Performance Engineering Lifecycle
This section describes the lifecycle phases. It is important to understand the end-to-end cycles. In SDLC, performance consideration starts at the initial solution phase. While working on RFP, it is important to understand what's the non-functional requirement. The high-level idea of the NFR will help to derive the strawmen architecture, platforms (initial list, may change), and integrations. Obviously, the NFR needs to be closed and discussed during the discovery phase, this may change the initial strawmen architecture or other ways it will be trued-up or fine-tuned. In the Design phase, the final architecture and high-level system designs need to be considered with required performance attributes and KPI, key design decisions, architectural patterns, choice of languages or platforms.
Performance engineering management is a step-wise and continuous process through SDLC, while early detection of performance issues or bottlenecks during build phase will be helpful but also it is important to understand the significance of premature optimization which is an anti-pattern in this case.
While the majority of these activities will happen in the "Performance Testing" cycle, some of the actions should be started early like "Understand NFR", "Key Design Considerations", "Early Performance Testing and Fixing", "Code profiling, memory analysis" for example. In most cases, the early performance testing can be single-user testing or simulated load with multiple people testing in parallel but not necessarily running load testing.
A high-level view of possible NFR is mentioned below.
The application pages or APIs shall have response time for page load or response, for example, 3 secs of page load time or 3 secs of API response under agreed load and concurrency.
Mostly the page load or app performance will depend on what end-user is using, which has little control on the platform. The web vitals should be considered for front-end performance. Ideally, the back-end performance through Time-to-first-byte aka TTFB or Time-to-last-byte aka TTLB should be considered for performance KPI in terms of response time.

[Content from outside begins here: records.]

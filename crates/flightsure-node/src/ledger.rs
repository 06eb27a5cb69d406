//! # Insurance Ledger
//!
//! In-memory accounts for airlines, flights, policies and passenger credit.
//!
//! ```text
//! airline ──fund──► funded ──register_flight──► flight
//!                                                 │
//! passenger ──buy_insurance──────────────────► policy
//!                                                 │ LateAirline
//!                                                 ▼
//!                            credit (premium × 3/2) ──withdraw──► paid out
//! ```
//!
//! Lock order is `policies` before `credits`; no other method holds two
//! ledger locks at once.

use crate::config::LedgerConfig;
use flightsure_core::error::{FlightSureError, Result};
use flightsure_core::ledger::{AirlineLedger, FlightRegistry, InsureeLedger};
use flightsure_core::types::{Amount, FlightRef, Identity, Timestamp};
use parking_lot::RwLock;
use serde::{Deserialize, Serialize};
use std::collections::HashMap;
use tracing::{debug, info};

type FlightKey = (FlightRef, Timestamp);

/// Airline membership and deposit
#[derive(Clone, Debug, Default, PartialEq, Eq, Serialize, Deserialize)]
pub struct AirlineAccount {
    pub funds: Amount,
}

/// A single passenger's cover on one flight
#[derive(Clone, Debug, PartialEq, Eq, Serialize, Deserialize)]
pub struct Policy {
    pub passenger: Identity,
    pub premium: Amount,
    pub credited: bool,
}

pub struct InMemoryLedger {
    config: LedgerConfig,
    airlines: RwLock<HashMap<Identity, AirlineAccount>>,
    flights: RwLock<HashMap<FlightKey, Timestamp>>,
    policies: RwLock<HashMap<FlightKey, Vec<Policy>>>,
    credits: RwLock<HashMap<Identity, Amount>>,
}

impl InMemoryLedger {
    pub fn new(config: LedgerConfig) -> Self {
        Self {
            config,
            airlines: RwLock::new(HashMap::new()),
            flights: RwLock::new(HashMap::new()),
            policies: RwLock::new(HashMap::new()),
            credits: RwLock::new(HashMap::new()),
        }
    }

    pub fn config(&self) -> &LedgerConfig {
        &self.config
    }

    /// Register the first airline without a vote
    pub fn seed_airline(&self, airline: Identity) {
        self.airlines.write().entry(airline).or_default();
        info!(%airline, "Genesis airline registered");
    }

    /// Deposit funds; each deposit must cover the full funding requirement
    pub fn fund_airline(&self, airline: &Identity, amount: Amount) -> Result<Amount> {
        let required = self.config.airline_funding();
        let mut airlines = self.airlines.write();
        let account = airlines
            .get_mut(airline)
            .ok_or_else(|| FlightSureError::NotRegistered(format!("airline {}", airline)))?;
        if amount < required {
            return Err(FlightSureError::InsufficientFee {
                required,
                paid: amount,
            });
        }
        account.funds = account.funds.saturating_add(amount);
        info!(%airline, funds = %account.funds, "Airline funded");
        Ok(account.funds)
    }

    pub fn airline_account(&self, airline: &Identity) -> Option<AirlineAccount> {
        self.airlines.read().get(airline).cloned()
    }

    pub fn register_flight(
        &self,
        airline: &Identity,
        code: &str,
        timestamp: Timestamp,
    ) -> Result<FlightRef> {
        self.register_flight_at(airline, code, timestamp, chrono::Utc::now().timestamp())
    }

    pub fn register_flight_at(
        &self,
        airline: &Identity,
        code: &str,
        timestamp: Timestamp,
        now: Timestamp,
    ) -> Result<FlightRef> {
        if code.is_empty() {
            return Err(FlightSureError::InvalidInput("empty flight code".to_string()));
        }
        if !self.is_airline_funded(airline) {
            return Err(FlightSureError::Unauthorized(format!(
                "airline {} is not a funded member",
                airline
            )));
        }

        let flight = FlightRef::new(*airline, code);
        let mut flights = self.flights.write();
        let key = (flight.clone(), timestamp);
        if flights.contains_key(&key) {
            return Err(FlightSureError::AlreadyRegistered(format!(
                "flight {} at {}",
                flight, timestamp
            )));
        }
        flights.insert(key, now);
        info!(%flight, timestamp, "Flight registered");
        Ok(flight)
    }

    pub fn buy_insurance(
        &self,
        passenger: Identity,
        flight: &FlightRef,
        timestamp: Timestamp,
        amount: Amount,
    ) -> Result<()> {
        if !self.is_flight_registered(flight, timestamp) {
            return Err(FlightSureError::NotRegistered(format!(
                "flight {} at {}",
                flight, timestamp
            )));
        }
        if amount == 0 || amount > self.config.max_insurance() {
            return Err(FlightSureError::OutOfRange {
                what: "insurance amount",
                value: u64::try_from(amount).unwrap_or(u64::MAX),
            });
        }

        let mut policies = self.policies.write();
        let cover = policies.entry((flight.clone(), timestamp)).or_default();
        if cover.iter().any(|p| p.passenger == passenger) {
            return Err(FlightSureError::AlreadyRegistered(format!(
                "policy for {} on {}",
                passenger, flight
            )));
        }
        cover.push(Policy {
            passenger,
            premium: amount,
            credited: false,
        });
        debug!(%passenger, %flight, premium = %amount, "Insurance bought");
        Ok(())
    }

    pub fn policies_for(&self, flight: &FlightRef, timestamp: Timestamp) -> Vec<Policy> {
        self.policies
            .read()
            .get(&(flight.clone(), timestamp))
            .cloned()
            .unwrap_or_default()
    }

    pub fn credit_of(&self, passenger: &Identity) -> Amount {
        self.credits.read().get(passenger).copied().unwrap_or(0)
    }

    /// Pay out the passenger's whole credit
    pub fn withdraw(&self, passenger: &Identity) -> Result<Amount> {
        let amount = self.credits.write().remove(passenger).unwrap_or(0);
        if amount == 0 {
            return Err(FlightSureError::OutOfRange {
                what: "withdrawable credit",
                value: 0,
            });
        }
        info!(%passenger, %amount, "Credit withdrawn");
        Ok(amount)
    }
}

impl AirlineLedger for InMemoryLedger {
    fn is_airline_registered(&self, airline: &Identity) -> bool {
        self.airlines.read().contains_key(airline)
    }

    fn is_airline_funded(&self, airline: &Identity) -> bool {
        self.airlines
            .read()
            .get(airline)
            .map_or(false, |a| a.funds >= self.config.airline_funding())
    }

    fn registered_airline_count(&self) -> usize {
        self.airlines.read().len()
    }

    fn register_airline(&self, airline: Identity) {
        self.airlines.write().entry(airline).or_default();
    }
}

impl FlightRegistry for InMemoryLedger {
    fn is_flight_registered(&self, flight: &FlightRef, timestamp: Timestamp) -> bool {
        self.flights.read().contains_key(&(flight.clone(), timestamp))
    }
}

impl InsureeLedger for InMemoryLedger {
    fn credit_insurees(&self, flight: &FlightRef, timestamp: Timestamp) -> usize {
        let mut policies = self.policies.write();
        let Some(cover) = policies.get_mut(&(flight.clone(), timestamp)) else {
            return 0;
        };

        let mut credits = self.credits.write();
        let mut credited = 0;
        for policy in cover.iter_mut().filter(|p| !p.credited) {
            policy.credited = true;
            let payout = self.config.payout_for(policy.premium);
            let balance = credits.entry(policy.passenger).or_insert(0);
            *balance = balance.saturating_add(payout);
            credited += 1;
        }
        if credited > 0 {
            info!(%flight, timestamp, credited, "Insurees credited");
        }
        credited
    }
}

#[cfg(test)]
mod tests {
    use super::*;
    use flightsure_core::constants::ONE_ETHER;

    const DEPARTURE: Timestamp = 1_700_000_000;

    fn funded_ledger() -> (InMemoryLedger, Identity) {
        let ledger = InMemoryLedger::new(LedgerConfig::default());
        let airline = Identity::from_label("airline-0");
        ledger.seed_airline(airline);
        ledger.fund_airline(&airline, 10 * ONE_ETHER).unwrap();
        (ledger, airline)
    }

    #[test]
    fn test_funding_rules() {
        let ledger = InMemoryLedger::new(LedgerConfig::default());
        let airline = Identity::from_label("airline-0");

        let err = ledger.fund_airline(&airline, 10 * ONE_ETHER).unwrap_err();
        assert!(matches!(err, FlightSureError::NotRegistered(_)));

        ledger.seed_airline(airline);
        assert!(ledger.is_airline_registered(&airline));
        assert!(!ledger.is_airline_funded(&airline));

        let err = ledger.fund_airline(&airline, ONE_ETHER).unwrap_err();
        assert_eq!(
            err,
            FlightSureError::InsufficientFee {
                required: 10 * ONE_ETHER,
                paid: ONE_ETHER
            }
        );

        assert_eq!(ledger.fund_airline(&airline, 10 * ONE_ETHER).unwrap(), 10 * ONE_ETHER);
        assert!(ledger.is_airline_funded(&airline));
        assert_eq!(ledger.registered_airline_count(), 1);
    }

    #[test]
    fn test_flight_registration() {
        let (ledger, airline) = funded_ledger();
        let flight = ledger.register_flight(&airline, "ND1309", DEPARTURE).unwrap();
        assert!(ledger.is_flight_registered(&flight, DEPARTURE));
        assert!(!ledger.is_flight_registered(&flight, DEPARTURE + 1));

        let err = ledger.register_flight(&airline, "ND1309", DEPARTURE).unwrap_err();
        assert!(matches!(err, FlightSureError::AlreadyRegistered(_)));

        let unfunded = Identity::from_label("airline-1");
        ledger.register_airline(unfunded);
        let err = ledger.register_flight(&unfunded, "ND1", DEPARTURE).unwrap_err();
        assert!(matches!(err, FlightSureError::Unauthorized(_)));
    }

    #[test]
    fn test_buy_insurance_limits() {
        let (ledger, airline) = funded_ledger();
        let flight = ledger.register_flight(&airline, "ND1309", DEPARTURE).unwrap();
        let passenger = Identity::from_label("passenger-0");

        let unknown = FlightRef::new(airline, "XX0");
        assert!(matches!(
            ledger.buy_insurance(passenger, &unknown, DEPARTURE, ONE_ETHER),
            Err(FlightSureError::NotRegistered(_))
        ));
        assert!(matches!(
            ledger.buy_insurance(passenger, &flight, DEPARTURE, 0),
            Err(FlightSureError::OutOfRange { .. })
        ));
        assert!(matches!(
            ledger.buy_insurance(passenger, &flight, DEPARTURE, ONE_ETHER + 1),
            Err(FlightSureError::OutOfRange { .. })
        ));

        ledger.buy_insurance(passenger, &flight, DEPARTURE, ONE_ETHER).unwrap();
        assert!(matches!(
            ledger.buy_insurance(passenger, &flight, DEPARTURE, ONE_ETHER),
            Err(FlightSureError::AlreadyRegistered(_))
        ));
        assert_eq!(ledger.policies_for(&flight, DEPARTURE).len(), 1);
    }

    #[test]
    fn test_credit_once_and_withdraw() {
        let (ledger, airline) = funded_ledger();
        let flight = ledger.register_flight(&airline, "ND1309", DEPARTURE).unwrap();
        let alice = Identity::from_label("alice");
        let bob = Identity::from_label("bob");
        ledger.buy_insurance(alice, &flight, DEPARTURE, ONE_ETHER).unwrap();
        ledger.buy_insurance(bob, &flight, DEPARTURE, ONE_ETHER / 2).unwrap();

        assert_eq!(ledger.credit_insurees(&flight, DEPARTURE), 2);
        assert_eq!(ledger.credit_insurees(&flight, DEPARTURE), 0);
        assert_eq!(ledger.credit_of(&alice), 3 * ONE_ETHER / 2);
        assert_eq!(ledger.credit_of(&bob), 3 * ONE_ETHER / 4);

        assert_eq!(ledger.withdraw(&alice).unwrap(), 3 * ONE_ETHER / 2);
        assert_eq!(ledger.credit_of(&alice), 0);
        assert!(matches!(
            ledger.withdraw(&alice),
            Err(FlightSureError::OutOfRange { .. })
        ));
    }

    #[test]
    fn test_credit_unknown_flight_is_noop() {
        let (ledger, airline) = funded_ledger();
        assert_eq!(ledger.credit_insurees(&FlightRef::new(airline, "NONE"), DEPARTURE), 0);
    }
}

|Availability||The system availability: 99.95% or something like this|
The system must be scalable to handle the growths based on the number of stores, concurrent users, seasonal load, etc. First-year XXX users, transactions (orders, search, cart/checkout, conversion rate, etc.) vs. YYY in the next year or so.

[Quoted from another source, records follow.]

//! FlightSure CLI
//!
//! Runs an in-memory FlightSure node through a full insurance round.

use anyhow::Context;
use clap::{Parser, Subcommand};
use flightsure_consensus::{AdmissionOutcome, OracleEvent};
use flightsure_core::constants::ONE_ETHER;
use flightsure_core::types::{Amount, FlightRef, Identity, StatusCode};
use flightsure_node::{FlightSure, FlightSureConfig, LoggingConfig, OracleSimulator, StatusPolicy};
use std::path::PathBuf;
use std::sync::Arc;
use std::time::Duration;
use tokio::sync::mpsc;
use tracing_subscriber::{layer::SubscriberExt, util::SubscriberInitExt, EnvFilter};

#[derive(Parser)]
#[command(name = "flightsure")]
#[command(version = "0.1.0")]
#[command(about = "FlightSure - decentralized flight-delay insurance", long_about = None)]
struct Cli {
    #[command(subcommand)]
    command: Commands,

    /// Verbose logging
    #[arg(short, long, global = true)]
    verbose: bool,
}

#[derive(Subcommand)]
enum Commands {
    /// Run one insurance round against simulated oracles
    Simulate {
        /// Configuration file path (defaults if omitted)
        #[arg(short, long, env = "FLIGHTSURE_CONFIG")]
        config: Option<PathBuf>,

        /// Number of simulated oracles
        #[arg(short, long, default_value = "25")]
        oracles: usize,

        /// Number of airlines, including the genesis airline
        #[arg(short, long, default_value = "5")]
        airlines: usize,

        /// Number of insured passengers
        #[arg(short, long, default_value = "3")]
        passengers: usize,

        /// Status reported by oracles: a status name or "random"
        #[arg(short, long, default_value = "late-airline")]
        status: String,

        /// Entropy seed for reproducible runs
        #[arg(long)]
        seed: Option<u64>,

        /// Print the Prometheus metrics after the round
        #[arg(long)]
        metrics: bool,
    },

    /// Print the default configuration as TOML
    Config {
        /// Write to this file instead of stdout
        #[arg(short, long)]
        output: Option<PathBuf>,
    },

    /// List flight status codes
    Codes,

    /// Version information
    Version,
}

fn init_logging(verbose: bool, logging: &LoggingConfig) {
    let default_level = if verbose { "debug" } else { logging.level.as_str() };
    let env_filter =
        EnvFilter::try_from_default_env().unwrap_or_else(|_| EnvFilter::new(default_level));

    let registry = tracing_subscriber::registry().with(env_filter);
    if logging.format == "json" {
        registry
            .with(tracing_subscriber::fmt::layer().json().with_target(true))
            .init();
    } else {
        registry
            .with(
                tracing_subscriber::fmt::layer()
                    .with_target(true)
                    .with_thread_ids(false)
                    .with_file(false),
            )
            .init();
    }
}

fn load_config(path: Option<&PathBuf>) -> anyhow::Result<FlightSureConfig> {
    match path {
        Some(path) => FlightSureConfig::from_file(path),
        None => Ok(FlightSureConfig::default()),
    }
}

fn parse_policy(status: &str, seed: Option<u64>) -> anyhow::Result<StatusPolicy> {
    let code = match status.to_ascii_lowercase().as_str() {
        "random" => return Ok(StatusPolicy::Random { seed: seed.unwrap_or(0) }),
        "unknown" => StatusCode::Unknown,
        "on-time" => StatusCode::OnTime,
        "late-airline" => StatusCode::LateAirline,
        "late-weather" => StatusCode::LateWeather,
        "late-technical" => StatusCode::LateTechnical,
        "late-other" => StatusCode::LateOther,
        other => match other.parse::<u8>() {
            Ok(value) => StatusCode::try_from(value)?,
            Err(_) => anyhow::bail!("unknown status {:?}", other),
        },
    };
    Ok(StatusPolicy::Fixed(code))
}

fn format_ether(amount: Amount) -> String {
    let whole = amount / ONE_ETHER;
    let frac = amount % ONE_ETHER;
    if frac == 0 {
        return whole.to_string();
    }
    let digits = format!("{:018}", frac);
    format!("{}.{}", whole, digits.trim_end_matches('0'))
}

/// Fund the genesis airline and vote in `count - 1` more
fn admit_airlines(svc: &FlightSure, count: usize) -> anyhow::Result<Vec<Identity>> {
    let funding = svc.config().ledger.airline_funding();
    let genesis = svc.config().node.genesis_identity();
    svc.fund_airline(&genesis, funding)?;

    let mut members = vec![genesis];
    for i in 1..count {
        let candidate = Identity::from_label(&format!("airline-{}", i));
        for voter in members.clone() {
            if let AdmissionOutcome::Admitted { votes } = svc.register_airline(candidate, voter)? {
                tracing::info!(%candidate, votes, "Airline joined");
                break;
            }
        }
        svc.fund_airline(&candidate, funding)?;
        members.push(candidate);
    }
    Ok(members)
}

async fn simulate(
    config: FlightSureConfig,
    oracles: usize,
    airlines: usize,
    passengers: usize,
    policy: StatusPolicy,
    show_metrics: bool,
) -> anyhow::Result<()> {
    let svc = Arc::new(FlightSure::new(config)?);
    let members = admit_airlines(&svc, airlines.max(1))?;
    let airline = members[0];

    let departure = chrono::Utc::now().timestamp() + 3_600;
    let flight: FlightRef = svc.register_flight(&airline, "ND1309", departure)?;

    let premium = svc.config().ledger.max_insurance();
    let insured: Vec<Identity> = (0..passengers)
        .map(|i| Identity::from_label(&format!("passenger-{}", i)))
        .collect();
    for passenger in &insured {
        svc.buy_insurance(*passenger, &flight, departure, premium)?;
    }

    let simulator = OracleSimulator::register(svc.clone(), oracles, policy)?;
    let mut watcher = svc.subscribe();
    let (shutdown_tx, shutdown_rx) = mpsc::channel(1);
    let task = tokio::spawn(simulator.run(shutdown_rx));

    let opened = svc.fetch_flight_status(airline, flight.clone(), departure)?;
    tracing::info!(index = opened.index, key = %opened.key, "Waiting for oracle consensus");

    let finalized = tokio::time::timeout(Duration::from_secs(5), async {
        loop {
            match watcher.recv().await {
                Ok(OracleEvent::StatusFinalized { key, status, .. }) if key == opened.key => {
                    break Some(status)
                }
                Ok(_) => {}
                Err(tokio::sync::broadcast::error::RecvError::Lagged(_)) => {}
                Err(tokio::sync::broadcast::error::RecvError::Closed) => break None,
            }
        }
    })
    .await
    .unwrap_or(None);

    if finalized.is_none() {
        tracing::warn!(index = opened.index, "No status reached consensus");
    }

    let _ = shutdown_tx.send(()).await;
    let stats = task.await.context("oracle simulator task failed")?;

    let credits: Vec<serde_json::Value> = insured
        .iter()
        .map(|p| {
            serde_json::json!({
                "passenger": p.to_hex(),
                "credit_ether": format_ether(svc.credit_of(p)),
            })
        })
        .collect();

    let summary = serde_json::json!({
        "flight": flight.to_string(),
        "departure": departure,
        "airlines": svc.airline_count(),
        "oracles": svc.oracle_count(),
        "request_index": opened.index,
        "request_key": opened.key.to_hex(),
        "status": finalized.map(|s| s.to_string()),
        "simulator": stats,
        "requests": svc.request_stats(),
        "credits": credits,
    });
    println!("{}", serde_json::to_string_pretty(&summary)?);

    if show_metrics {
        println!("{}", svc.metrics().gather_text()?);
    }
    Ok(())
}

#[tokio::main]
async fn main() -> anyhow::Result<()> {
    let cli = Cli::parse();

    match cli.command {
        Commands::Simulate {
            config,
            oracles,
            airlines,
            passengers,
            status,
            seed,
            metrics,
        } => {
            let mut config = load_config(config.as_ref())?;
            init_logging(cli.verbose, &config.logging);
            if seed.is_some() {
                config.node.entropy_seed = seed;
            }
            let policy = parse_policy(&status, seed)?;
            simulate(config, oracles, airlines, passengers, policy, metrics).await?;
        }

        Commands::Config { output } => {
            let text = FlightSureConfig::default().to_toml()?;
            match output {
                Some(path) => {
                    std::fs::write(&path, text)
                        .with_context(|| format!("Failed to write {}", path.display()))?;
                    println!("Default configuration written to {}", path.display());
                }
                None => print!("{}", text),
            }
        }

        Commands::Codes => {
            for code in StatusCode::ALL {
                let note = if code.is_compensable() { "  (compensable)" } else { "" };
                println!("{}{}", code, note);
            }
        }

        Commands::Version => {
            println!("FlightSure v{}", env!("CARGO_PKG_VERSION"));
        }
    }

    Ok(())
}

Security protocol, communications, standards, compliance will need to be mentioned, Scope of security testing to be discussed.

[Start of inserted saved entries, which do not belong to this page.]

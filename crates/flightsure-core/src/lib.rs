//! # FlightSure Core
//!
//! Shared vocabulary for the FlightSure flight-delay insurance network.
//!
//! - [`Identity`] - airlines, oracles and passengers
//! - [`FlightRef`] - the subject of an oracle status request
//! - [`StatusCode`] - values oracles report
//! - [`RequestKey`] - `(index, flight, timestamp)` consensus round identifier
//! - [`ledger`] - narrow collaborator traits between consensus and bookkeeping

pub mod error;
pub mod ledger;
pub mod types;

pub use error::*;
pub use ledger::*;
pub use types::*;

/// Prelude module for convenient imports
pub mod prelude {
    pub use crate::error::{FlightSureError, Result};
    pub use crate::ledger::{AirlineLedger, FlightRegistry, InsureeLedger, StatusSink};
    pub use crate::types::*;
}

Network and Infrastructure level security to be planned, clear responsibility needs to be there through RACI across stakeholders.Specifically banking, healthcare solutions need to follow additional security measures, advanced encryption, several compliance rules (GDPR, HIPPA, FIDO, PCI-DSS, PSD2, etc.), audits by respective organizations, and clearance for the platform or application. Also, PII, PHI, and personal data security will be catered to in this area.
|Backup and Archival||Data, server backup, archival, cleanup, recovery, etc. needs to be defined; the processes and scope will differ based on cloud vs. on-prem solutions|
|Browser and Device Support||
Browser and device support needs to be mentioned, some examples are stated below.
Internet Explorer-9 and above, Chrome 49+, Firefox 44+, Safari 9.1.x.
Android device – Native application or Chrome with the latest version (For responsive site);
Any exception for compatibility with older browsers or devices should be mentioned.
Some other key parameters will be Manageability, Extensibility, Auditability, Accessibility, etc.
With the above information on NFR, a workload model is prepared as input to the performance scripting phase. This is an example only.
|1st Year||2nd Year||3rd Year|
|Peak Pageviews in d days.||1 million||2 million||5 million|
|Total Number of Order in the peak hour.||200K||200K||200K|
|Average number of users in the Peak Hour.||2000||3000||4000|
|Max no. of users in peak hour.||4000||6000||8000|
|No. of transactions/sec.||2 million||5 million||10 million|
Often such information can be used to do capacility planning as well which can help to derive the infrastructure and licensing cost. Again there are multiple other parameters to be considered like if the platform is on IaaS vs. PaaS or SaaS or on-premise or hybrid cloud or multi-cloud which will determine overall sizing, CAPEX and OPEX, and Total-Cost-of-Ownership aka TCO for the platform.
A quick simple sample of how the sizing can be done is mentioned below. There can be more factors for calculation depending on the platform, infrastructure, language, and application-level complexities. Here the calculation is done for average capacity only.
|Peak Visitor/hour||4000||Peak and Average can be considered for high and low scaling of servers|
|Concurrent users in average load (per min)||300|
|Average no. of pages browsed by each visitor||3|
|No. of page views/min||900|
|Pageviews to API call (average)||2||Some pages will be heavy, somewhere server-side rendering with HTML will be built other places it can be client-side rendering, it can be headed vs. headless application. Also, Ajax calls can be there. The application can standard vs. SPA which will drive this number as well.|
|No. of API calls handled by each core/sec||3||This will differ based on which language is used, some languages are tuned for parallel processing others are thread intensive. Also, another important part is the clock speed of the CPU, the higher the clock speed mentioned in GHz more the processing power of that CPU.|
|Details||Provision 3 VMs with 4 Core and 8 GB RAM at average||Low Clock speed like 2 GHz or so
Also add the storage, network bandwidth. The CPU can be virtual if this is cloud.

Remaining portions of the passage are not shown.